:: Records to process ::
//! Forward-pass recorder for intermediate activations.

use burn::prelude::*;
use thiserror::Error;

/// Error raised when requested taps do not line up with the nodes an encoder visited.
#[derive(Error, Debug, PartialEq, Eq)]
pub enum TapError {
    /// A requested node index was never reached during the forward pass.
    #[error("layer {index} was requested but only {visited} layers were visited")]
    NotVisited {
        /// The requested graph index.
        index: usize,
        /// Number of nodes visited by the forward pass.
        visited: usize,
    },
}

/// Collects the activations of a fixed set of graph nodes during a forward pass.
///
/// Every call to [`FeatureTaps::visit`] advances the cursor by one graph node.
/// Requested nodes are returned by [`FeatureTaps::finish`] in the order they were
/// requested, which need not be graph order. The same node may be requested twice.
#[derive(Debug)]
pub struct FeatureTaps<B: Backend> {
    requested: Vec<usize>,
    captured: Vec<Option<Tensor<B, 4>>>,
    cursor: usize,
}

impl<B: Backend> FeatureTaps<B> {
    /// Creates a recorder for the given graph indices.
    pub fn new(requested: &[usize]) -> Self {
        Self {
            requested: requested.to_vec(),
            captured: vec![None; requested.len()],
            cursor: 0,
        }
    }

    /// Creates a recorder that keeps nothing.
    pub fn none() -> Self {
        Self::new(&[])
    }

    /// Records the output of the next graph node.
    pub fn visit(&mut self, output: &Tensor<B, 4>) {
        for (slot, &index) in self.captured.iter_mut().zip(&self.requested) {
            if index == self.cursor {
                *slot = Some(output.clone());
            }
        }
        self.cursor += 1;
    }

    /// Number of nodes visited so far.
    pub const fn visited(&self) -> usize {
        self.cursor
    }

    /// Returns the captured activations in request order.
    ///
    /// # Errors
    ///
    /// Returns [`TapError::NotVisited`] if the forward pass stopped before reaching a
    /// requested node.
    pub fn finish(self) -> Result<Vec<Tensor<B, 4>>, TapError> {
        let visited = self.cursor;
        self.captured
            .into_iter()
            .zip(self.requested)
            .map(|(tensor, index)| tensor.ok_or(TapError::NotVisited { index, visited }))
            .collect()
    }
}

#[cfg(test)]
mod tests {
    use super::*;
    use burn::backend::NdArray;

    type TestBackend = NdArray<f32>;

    fn constant(value: f32) -> Tensor<TestBackend, 4> {
        Tensor::<TestBackend, 4>::ones([1, 1, 2, 2], &Default::default()).mul_scalar(value)
    }

    #[test]
    fn finish_returns_taps_in_request_order() {
        let mut taps = FeatureTaps::<TestBackend>::new(&[2, 0]);
        for value in [10.0, 20.0, 30.0] {
            taps.visit(&constant(value));
        }

        let features = taps.finish().unwrap();
        assert_eq!(features.len(), 2);
        assert_eq!(features[0].clone().sum().into_scalar(), 120.0);
        assert_eq!(features[1].clone().sum().into_scalar(), 40.0);
    }

    #[test]
    fn visit_counts_every_node() {
        let mut taps = FeatureTaps::<TestBackend>::none();
        taps.visit(&constant(1.0));
        taps.visit(&constant(1.0));
        assert_eq!(taps.visited(), 2);
        assert!(taps.finish().unwrap().is_empty());
    }

    #[test]
    fn unreached_tap_is_reported() {
        let mut taps = FeatureTaps::<TestBackend>::new(&[5]);
        taps.visit(&constant(1.0));

        assert_eq!(
            taps.finish().unwrap_err(),
            TapError::NotVisited {
                index: 5,
                visited: 1
            }
        );
    }
}
//! Core configuration structure for U-Net assembly.
//!
//! [`UnetConfig`] carries every argument the assembler accepts. Its defaults match
//! the classic `Unet(backbone_name='vgg16', ...)` factory, except for the encoder
//! weights (see [`EncoderWeights`]).

use crate::error::{UnetError, UnetResult};
use burn::prelude::*;

use super::enums::*;

/// Upsampling rate of every decoder stage.
pub const UPSAMPLE_RATES: [usize; 5] = [2; 5];

/// Main configuration for the U-Net model.
#[derive(Config, Debug)]
pub struct UnetConfig {
    /// Name of the classification backbone used as feature extractor (e.g. `resnet34`).
    #[config(default = "String::from(\"vgg16\")")]
    pub backbone_name: String,
    /// Number of input image channels.
    #[config(default = "3")]
    pub input_channels: usize,
    /// Optional fixed input size `[height, width]`; both must be divisible by 32.
    #[config(default = "None")]
    pub input_size: Option<[usize; 2]>,
    /// Number of output classes (channels of the output mask).
    #[config(default = "1")]
    pub classes: usize,
    /// Activation applied to the final convolution.
    #[config(default = "Activation::Sigmoid")]
    pub activation: Activation,
    /// Source of the encoder weights.
    #[config(default = "EncoderWeights::None")]
    pub encoder_weights: EncoderWeights,
    /// Mark every encoder parameter as non-trainable.
    #[config(default = "false")]
    pub encoder_freeze: bool,
    /// Encoder layers feeding the decoder, deepest first.
    #[config(default = "EncoderFeatures::Default")]
    pub encoder_features: EncoderFeatures,
    /// Structure of the decoder blocks.
    #[config(default = "DecoderBlockType::Upsampling")]
    pub decoder_block_type: DecoderBlockType,
    /// Convolution filters of each decoder block; its length is the number of blocks.
    #[config(default = "vec![256, 128, 64, 32, 16]")]
    pub decoder_filters: Vec<usize>,
    /// Insert BatchNorm between each decoder convolution and its activation.
    #[config(default = "true")]
    pub decoder_use_batchnorm: bool,
}

impl UnetConfig {
    /// Validate the configuration and return appropriate errors for invalid settings.
    ///
    /// Only checks what can be decided without building the encoder; skip layer
    /// references are checked against the encoder's layer graph by the decoder builder.
    pub fn validate(&self) -> UnetResult<()> {
        if self.input_channels == 0 {
            return Err(UnetError::InvalidConfiguration {
                reason: "input_channels must be positive".to_string(),
            });
        }

        if self.classes == 0 {
            return Err(UnetError::InvalidConfiguration {
                reason: "classes must be positive".to_string(),
            });
        }

        if let Some([height, width]) = self.input_size {
            let stride = 1 << UPSAMPLE_RATES.len();
            if height % stride != 0 || width % stride != 0 {
                return Err(UnetError::InvalidConfiguration {
                    reason: format!(
                        "input_size {height}x{width} must be divisible by {stride}"
                    ),
                });
            }
        }

        if self.decoder_filters.is_empty() {
            return Err(UnetError::InvalidConfiguration {
                reason: "decoder_filters must not be empty".to_string(),
            });
        }

        if self.decoder_filters.len() > UPSAMPLE_RATES.len() {
            return Err(UnetError::InvalidConfiguration {
                reason: format!(
                    "at most {} decoder blocks are supported, got {}",
                    UPSAMPLE_RATES.len(),
                    self.decoder_filters.len()
                ),
            });
        }

        if self.decoder_filters.contains(&0) {
            return Err(UnetError::InvalidConfiguration {
                reason: "decoder_filters must be positive".to_string(),
            });
        }

        if self.encoder_weights != EncoderWeights::None && self.input_channels != 3 {
            return Err(UnetError::InvalidConfiguration {
                reason: format!(
                    "pretrained encoder weights require 3 input channels, got {}",
                    self.input_channels
                ),
            });
        }

        Ok(())
    }

    /// Name given to the assembled model.
    pub fn model_name(&self) -> String {
        format!("u-{}", self.backbone_name)
    }
}
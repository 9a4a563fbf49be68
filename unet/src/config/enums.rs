//! Enumeration types for U-Net configuration.
//!
//! This module contains the tagged variants that describe decoder blocks, output
//! activations, encoder weight sources and skip-connection layer references.

use std::{path::PathBuf, str::FromStr};

use burn::prelude::*;

use crate::error::{UnetError, UnetResult};

/// Defines the structure of a decoder block.
#[derive(Config, Debug, PartialEq, Eq)]
pub enum DecoderBlockType {
    /// Nearest-neighbour upsampling, then two 3x3 convolutions.
    Upsampling,
    /// 4x4 transposed convolution, then one 3x3 convolution.
    Transpose,
}

impl DecoderBlockType {
    /// The lowercase name of the block type.
    pub const fn as_str(&self) -> &'static str {
        match self {
            Self::Upsampling => "upsampling",
            Self::Transpose => "transpose",
        }
    }
}

impl FromStr for DecoderBlockType {
    type Err = UnetError;

    fn from_str(s: &str) -> UnetResult<Self> {
        match s {
            "upsampling" => Ok(Self::Upsampling),
            "transpose" => Ok(Self::Transpose),
            other => Err(UnetError::UnsupportedDecoderBlock {
                block_type: other.to_string(),
            }),
        }
    }
}

/// Defines the activation applied to the model output.
#[derive(Config, Debug, PartialEq, Eq)]
pub enum Activation {
    /// Element-wise logistic sigmoid.
    Sigmoid,
    /// Softmax over the class (channel) axis.
    Softmax,
    /// No activation.
    Linear,
    /// Rectified linear unit.
    Relu,
    /// Hyperbolic tangent.
    Tanh,
}

impl Activation {
    /// The lowercase name of the activation.
    pub const fn as_str(&self) -> &'static str {
        match self {
            Self::Sigmoid => "sigmoid",
            Self::Softmax => "softmax",
            Self::Linear => "linear",
            Self::Relu => "relu",
            Self::Tanh => "tanh",
        }
    }
}

impl FromStr for Activation {
    type Err = UnetError;

    fn from_str(s: &str) -> UnetResult<Self> {
        match s {
            "sigmoid" => Ok(Self::Sigmoid),
            "softmax" => Ok(Self::Softmax),
            "linear" => Ok(Self::Linear),
            "relu" => Ok(Self::Relu),
            "tanh" => Ok(Self::Tanh),
            other => Err(UnetError::UnsupportedActivation {
                activation: other.to_string(),
            }),
        }
    }
}

/// Defines where the encoder weights come from.
#[derive(Config, Debug, PartialEq, Eq)]
pub enum EncoderWeights {
    /// Random initialization.
    None,
    /// ImageNet weights from the local weights cache.
    Imagenet,
    /// Weights from an explicit record file (`.mpk`, `.bin`, or `.pth` with `pretrained`).
    File(PathBuf),
}

impl FromStr for EncoderWeights {
    type Err = UnetError;

    /// `none` and `imagenet` select the named sources, anything else is a file path.
    fn from_str(s: &str) -> UnetResult<Self> {
        Ok(match s {
            "none" => Self::None,
            "imagenet" => Self::Imagenet,
            path => Self::File(PathBuf::from(path)),
        })
    }
}

/// A reference to a layer of the encoder's layer graph.
#[derive(Config, Debug, PartialEq, Eq)]
pub enum LayerRef {
    /// By layer name.
    Name(String),
    /// By position in the layer graph.
    Index(usize),
}

impl LayerRef {
    /// Human readable form used in logs and errors.
    pub fn describe(&self) -> String {
        match self {
            Self::Name(name) => name.clone(),
            Self::Index(index) => format!("#{index}"),
        }
    }
}

impl From<&str> for LayerRef {
    fn from(name: &str) -> Self {
        Self::Name(name.to_string())
    }
}

impl From<usize> for LayerRef {
    fn from(index: usize) -> Self {
        Self::Index(index)
    }
}

impl FromStr for LayerRef {
    type Err = UnetError;

    /// Integers are positions, everything else is a layer name.
    fn from_str(s: &str) -> UnetResult<Self> {
        let s = s.trim();
        if s.is_empty() {
            return Err(UnetError::InvalidConfiguration {
                reason: "empty layer reference".to_string(),
            });
        }
        Ok(s.parse::<usize>()
            .map_or_else(|_| Self::Name(s.to_string()), Self::Index))
    }
}

/// Selects the encoder layers feeding the decoder skip connections.
#[derive(Config, Debug, PartialEq, Eq)]
pub enum EncoderFeatures {
    /// Use the default skip connections listed for the backbone.
    Default,
    /// Use these layers, deepest first.
    Layers(Vec<LayerRef>),
}

impl FromStr for EncoderFeatures {
    type Err = UnetError;

    /// `default`, or a comma separated list of layer names / indices.
    fn from_str(s: &str) -> UnetResult<Self> {
        if s == "default" {
            return Ok(Self::Default);
        }
        let layers = s
            .split(',')
            .map(str::parse)
            .collect::<UnetResult<Vec<LayerRef>>>()?;
        Ok(Self::Layers(layers))
    }
}
//! Shared code of the U-Net demos.

pub mod backend;
pub mod cli;

pub use backend::{backend_name, create_device, SelectedBackend, SelectedDevice};
pub use cli::{AssembleArgs, DEFAULT_INPUT_SIZE};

:: Exercise prompt ::
Every line in the data above that includes the word "width" should be copied.

:: Your response ::
    /// Optional fixed input size `[height, width]`; both must be divisible by 32.
        if let Some([height, width]) = self.input_size {
            if height % stride != 0 || width % stride != 0 {
                        "input_size {height}x{width} must be divisible by {stride}"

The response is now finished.